Look stylish on a budget – part six, maintenance

Maintaining a groomed appearance means taking care of your clothes – especially important if you’re on a budget.

Nine-tenths of a finished appearance is to do with grooming, not with what you’re actually wearing. Your hair, nails, teeth and skin are all more important than your clothes, but if you’re dressing on a tight budget, you still need to take care of your garments. Sadly, the last 10 or 15 years of cheap clothing has meant many women have forgotten how to mend a tear, change a button or darn a sock, but these might all be lessons we have to re-learn. Here are a few tips on maintenance.

* Treat everything you own as if it cost 10 times the price. No matter how much it actually set you back, treat your clothing with respect.

* Deal with stains immediately – products such as Stain Devils or Vanish are very useful. Don’t give stains time to set.

* Iron garments that require it, using starch or silicone spray if need be. It’s well worth the time and trouble to pep up a white shirt, for instance.

* Hang up your clothes rather than dropping them on the floor at night. You’d think this one would be obvious, but so many women don’t bother.

* Don’t pack things tightly into the wardrobe so they get creased – buy extra racks if you need them, or get rid of something instead.

* Keep your footwear in shoe trees, and out of season, store them in boxes.

* Put mothballs in the pockets of coats when you store them.

* Never put clothing away dirty – it’s asking for a moth infestation. 

* Tape down your clothes with parcel tape before leaving the house, or keep a clothing brush handy. Fluff can completely ruin an outfit.

* Keep a mending pile and one Sunday per month, fix loose buttons, hanging threads and dragging hems so that all your clothes are in wearable condition. 

* Change when you get home. For instance, don’t go straight to the sink or the cooker as soon as you get in. Hang up your workwear on a proper hanger and brush it down – stand a dish of vinegar underneath if you’ve been in a smoky or smelly atmosphere. Over your house clothes, wear an apron when you’re doing dirty work – don’t ruin your casual clothes with grease splashes and stains. Pension off your old jeans for gardening and make sure you have one outfit dedicated to filthy work such as hair dyeing or painting the house. 

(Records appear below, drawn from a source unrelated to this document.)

//! The ingestion state machine: validate → fetch → convert → persist → notify.
//!
//! Each message moves `Received → Validated → Fetched → Converted →
//! Persisted → Notified → Done`, or stops in `Failed` at the first error.
//! Nothing is retried here; redelivery belongs to the queue.

use std::sync::Arc;

use serde::Serialize;
use tracing::{debug, error, info, info_span, warn};

use crate::convert::DocumentConverter;
use crate::key::{content_hash, content_key};
use crate::notify::{CompletionEvent, NotificationChannel};
use crate::object::ObjectStore;
use crate::policy::{DocumentFormat, TypePolicy};
use crate::trigger::{DirectPayload, QueueRecord, TriggerMessage};
use docmark_core::{Error, Result};
use docmark_store::{ProcessingStatus, RecordStore};

/// Where a message is in the pipeline.
#[derive(Debug, Clone, Copy, PartialEq, Eq, Serialize)]
#[serde(rename_all = "lowercase")]
pub enum Stage {
    Received,
    Validated,
    Fetched,
    Converted,
    Persisted,
    Notified,
    Done,
    Failed,
}

impl std::fmt::Display for Stage {
    fn fmt(&self, f: &mut std::fmt::Formatter<'_>) -> std::fmt::Result {
        let s = match self {
            Self::Received => "received",
            Self::Validated => "validated",
            Self::Fetched => "fetched",
            Self::Converted => "converted",
            Self::Persisted => "persisted",
            Self::Notified => "notified",
            Self::Done => "done",
            Self::Failed => "failed",
        };
        f.write_str(s)
    }
}

/// A message that went all the way to `Done`.
#[derive(Debug, Clone, PartialEq, Eq, Serialize)]
#[serde(rename_all = "camelCase")]
pub struct Completion {
    pub file_hash: String,
    pub bucket: String,
    pub key: String,
    pub table: String,
    pub format: String,
    pub markdown_chars: usize,
}

/// A message that ended in `Failed`.
#[derive(Debug)]
pub struct MessageFailure {
    /// Last stage reached before the failing step.
    pub reached: Stage,
    pub error: Error,
    pub file_hash: Option<String>,
}

/// Outcome of one direct (embedded payload) conversion.
#[derive(Debug, Clone)]
pub struct DirectConversion {
    pub markdown: String,
    pub format: DocumentFormat,
    pub content_hash: String,
    pub size_bytes: usize,
}

/// Per-record failure entry of a batch report.
#[derive(Debug, Clone, Serialize)]
#[serde(rename_all = "camelCase")]
pub struct RecordFailure {
    /// The record's `messageId`, or its position in the batch when absent.
    pub item_identifier: String,
    pub stage: Stage,
    pub code: &'static str,
    pub error: String,
    #[serde(skip_serializing_if = "Option::is_none")]
    pub file_hash: Option<String>,
}

/// Summary of one queued invocation.
#[derive(Debug, Clone, Default, Serialize)]
#[serde(rename_all = "camelCase")]
pub struct BatchReport {
    pub processed: usize,
    pub succeeded: usize,
    pub completions: Vec<Completion>,
    pub failures: Vec<RecordFailure>,
}

impl BatchReport {
    pub fn all_succeeded(&self) -> bool {
        self.failures.is_empty()
    }

    fn record(
        &mut self,
        index: usize,
        message_id: Option<&str>,
        outcome: std::result::Result<Completion, MessageFailure>,
    ) {
        self.processed += 1;
        match outcome {
            Ok(completion) => {
                self.succeeded += 1;
                self.completions.push(completion);
            }
            Err(failure) => self.failures.push(RecordFailure {
                item_identifier: message_id
                    .map(str::to_string)
                    .unwrap_or_else(|| index.to_string()),
                stage: failure.reached,
                code: failure.error.code(),
                error: failure.error.to_string(),
                file_hash: failure.file_hash,
            }),
        }
    }
}

/// Tracks one message through the state machine.
struct MessageRun<'a> {
    message: &'a TriggerMessage,
    stage: Stage,
    file_hash: Option<String>,
}

impl<'a> MessageRun<'a> {
    fn new(message: &'a TriggerMessage) -> Self {
        Self {
            message,
            stage: Stage::Received,
            file_hash: None,
        }
    }

    /// Move to `next` if `result` is Ok, otherwise fail the message.
    fn advance<T>(&mut self, next: Stage, result: Result<T>) -> std::result::Result<T, MessageFailure> {
        match result {
            Ok(value) => {
                debug!("{} → {}", self.stage, next);
                self.stage = next;
                Ok(value)
            }
            Err(e) => Err(self.fail(e)),
        }
    }

    fn fail(&self, error: Error) -> MessageFailure {
        let file_hash = self.file_hash.as_deref().unwrap_or("-");
        match &error {
            Error::UnsupportedType(_) | Error::ExportRequired(_) | Error::BadRequest(_) => warn!(
                "Rejected s3://{}/{} (table={}, fileHash={}) after {}: {}",
                self.message.bucket, self.message.key, self.message.table, file_hash, self.stage, error
            ),
            _ => error!(
                "Failed s3://{}/{} (table={}, fileHash={}) after {}: {}",
                self.message.bucket, self.message.key, self.message.table, file_hash, self.stage, error
            ),
        }
        MessageFailure {
            reached: self.stage,
            error,
            file_hash: self.file_hash.clone(),
        }
    }
}

/// Converts stored documents and records the result.
///
/// Collaborators are injected so the process bootstrap owns their lifecycle
/// and tests can substitute fakes.
pub struct IngestWorker {
    objects: Arc<dyn ObjectStore>,
    records: Arc<dyn RecordStore>,
    notifier: Arc<dyn NotificationChannel>,
    converter: Arc<dyn DocumentConverter>,
    policy: TypePolicy,
    topic: Option<String>,
}

impl IngestWorker {
    pub fn new(
        objects: Arc<dyn ObjectStore>,
        records: Arc<dyn RecordStore>,
        notifier: Arc<dyn NotificationChannel>,
        converter: Arc<dyn DocumentConverter>,
    ) -> Self {
        Self {
            objects,
            records,
            notifier,
            converter,
            policy: TypePolicy::default(),
            topic: None,
        }
    }

    pub fn with_policy(mut self, policy: TypePolicy) -> Self {
        self.policy = policy;
        self
    }

    pub fn with_topic(mut self, topic: Option<String>) -> Self {
        self.topic = topic.filter(|t| !t.trim().is_empty());
        self
    }

    pub fn policy(&self) -> &TypePolicy {
        &self.policy
    }

    pub fn topic(&self) -> Option<&str> {
        self.topic.as_deref()
    }

    /// The notification topic, or a configuration error if none is set.
    pub fn require_topic(&self) -> Result<&str> {
        self.topic
            .as_deref()
            .ok_or_else(|| Error::Configuration("notification topic is not configured".into()))
    }

    /// Process a queued batch, one record at a time, in order.
    ///
    /// A failing record does not stop the batch. The only error returned is a
    /// configuration error, raised before any record is touched.
    pub fn process_batch(&self, records: &[QueueRecord]) -> Result<BatchReport> {
        let topic = self.require_topic()?;
        info!("Processing batch of {} records", records.len());

        let mut report = BatchReport::default();
        for (index, record) in records.iter().enumerate() {
            let outcome = match record.message() {
                Ok(message) => self.process_message(topic, &message),
                Err(e) => {
                    warn!("Record {} has an unusable body: {}", index, e);
                    Err(MessageFailure {
                        reached: Stage::Received,
                        error: e,
                        file_hash: None,
                    })
                }
            };
            report.record(index, record.message_id.as_deref(), outcome);
        }

        info!(
            "Batch finished: {} processed, {} succeeded, {} failed",
            report.processed,
            report.succeeded,
            report.failures.len()
        );
        Ok(report)
    }

    /// Run one trigger message through the state machine.
    pub fn process_message(
        &self,
        topic: &str,
        message: &TriggerMessage,
    ) -> std::result::Result<Completion, MessageFailure> {
        let span = info_span!("message", bucket = %message.bucket, key = %message.key, table = %message.table);
        let _entered = span.enter();
        let mut run = MessageRun::new(message);

        let file_hash = match content_key(&message.key) {
            Ok(k) => k.to_string(),
            Err(e) => return Err(run.fail(e)),
        };
        run.file_hash = Some(file_hash.clone());
        let format = run.advance(Stage::Validated, self.policy.validate(&message.key))?;

        let bytes = run.advance(Stage::Fetched, self.fetch(format, message))?;
        let markdown = run.advance(Stage::Converted, self.convert(format, &bytes))?;

        run.advance(
            Stage::Persisted,
            self.records.complete(&message.table, &file_hash, &markdown),
        )?;

        let event = CompletionEvent {
            file_hash: file_hash.clone(),
            status: ProcessingStatus::Completed,
            bucket: message.bucket.clone(),
            key: message.key.clone(),
        };
        run.advance(Stage::Notified, self.notifier.publish(topic, &event))?;
        run.advance(Stage::Done, Ok(()))?;

        let markdown_chars = markdown.chars().count();
        info!(
            "Converted s3://{}/{} → {}[{}] ({} chars)",
            message.bucket, message.key, message.table, file_hash, markdown_chars
        );
        Ok(Completion {
            file_hash,
            bucket: message.bucket.clone(),
            key: message.key.clone(),
            table: message.table.clone(),
            format: format.to_string(),
            markdown_chars,
        })
    }

    /// Convert an embedded file without touching the stores.
    pub fn convert_direct(&self, payload: &DirectPayload) -> Result<DirectConversion> {
        let bytes = payload.decode()?;
        let format = match payload.file_name.as_deref() {
            Some(name) => self.policy.validate(name)?,
            None => DocumentFormat::sniff(&bytes).ok_or_else(|| {
                Error::UnsupportedType(format!(
                    "could not detect document type (supported: {})",
                    self.policy.extensions().join(", ")
                ))
            })?,
        };
        if !self.policy.allows(format) {
            return Err(Error::UnsupportedType(format!(".{}", format)));
        }

        info!("Converting embedded {} ({} bytes)", format, bytes.len());
        // Empty output is returned as-is; there is no record to protect here.
        let markdown = self.converter.convert(format, &bytes)?;
        Ok(DirectConversion {
            content_hash: content_hash(&bytes),
            size_bytes: bytes.len(),
            markdown,
            format,
        })
    }

    fn fetch(&self, format: DocumentFormat, message: &TriggerMessage) -> Result<Vec<u8>> {
        let object = self.objects.get(&message.bucket, &message.key)?;
        self.policy
            .check_content_type(format, object.content_type.as_deref())?;
        debug!(
            "Fetched {} bytes ({}, declared {})",
            object.bytes.len(),
            format,
            object.content_type.as_deref().unwrap_or("no content type")
        );
        Ok(object.bytes)
    }

    /// Convert for persistence: an empty result would complete the record with no text.
    fn convert(&self, format: DocumentFormat, bytes: &[u8]) -> Result<String> {
        let markdown = self.converter.convert(format, bytes)?;
        if markdown.trim().is_empty() {
            return Err(Error::Conversion(format!("no text extracted from {} document", format)));
        }
        Ok(markdown)
    }
}

#[cfg(test)]
mod tests {
    use super::*;

    #[test]
    fn test_stage_display() {
        assert_eq!(Stage::Persisted.to_string(), "persisted");
        assert_eq!(serde_json::to_value(Stage::Failed).unwrap(), "failed");
    }

    #[test]
    fn test_report_uses_index_without_message_id() {
        let mut report = BatchReport::default();
        report.record(
            3,
            None,
            Err(MessageFailure {
                reached: Stage::Validated,
                error: Error::ObjectNotFound { bucket: "b".into(), key: "h/a.pdf".into() },
                file_hash: Some("h".into()),
            }),
        );
        assert_eq!(report.processed, 1);
        assert!(!report.all_succeeded());
        assert_eq!(report.failures[0].item_identifier, "3");
        assert_eq!(report.failures[0].code, "object_not_found");
        assert_eq!(report.failures[0].stage, Stage::Validated);
    }
}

* Keep your sweat and skin oils off the necklines of tailored garments by religiously wearing a scarf. This is particularly crucial with leather or suede. 

* If money is tight, avoid clothes that need dry cleaning. It’s horrendous for the environment and bad for your pocket too. Underwear, shirts, blouses and knitwear should all be machine washable, along with as many of your skirts, dresses and trousers as possible. Jackets and coats tend to be dry clean only, but try to keep it to once per garment per year. 

* Wash on 30 degrees or zero to save electricity bills. Modern wash powders are designed to work at low temperatures. Even better, use soapnuts.

* Use the economy programme on your washing machine. This tends to take longer, as it works by soaking. Or if you have a top-loader, soak your clothes then put them through the fastest wash cycle. 

* Line-dry rather than tumble-dry. Not only will it cost less, it results in less wear and tear on the garment. 

* Ironing ramps up your electricity bill, so consider buying clothes in fabrics that don’t need ironing. I wear mainly jeans, skirts in moleskin or suedette, long-sleeved cotton jersey tees and knitwear, and I barely pick up an iron from one year’s end to the next. 

* Change the buttons for better ones. Nothing peps up a garment faster.  I buy good buttons whenever I can find them, usually vintage.

* If you wear skirts long enough to cover the tops of your boots, you can save a lot of money on tights throughout the year as less of them will be visible if snagged. But keep a bottle of clear nail varnish in your desk drawer in case disaster strikes.

* If you buy a suit as two separate pieces, buy two bottoms with it – trousers or skirts. The bottom half always wears out faster than the jacket.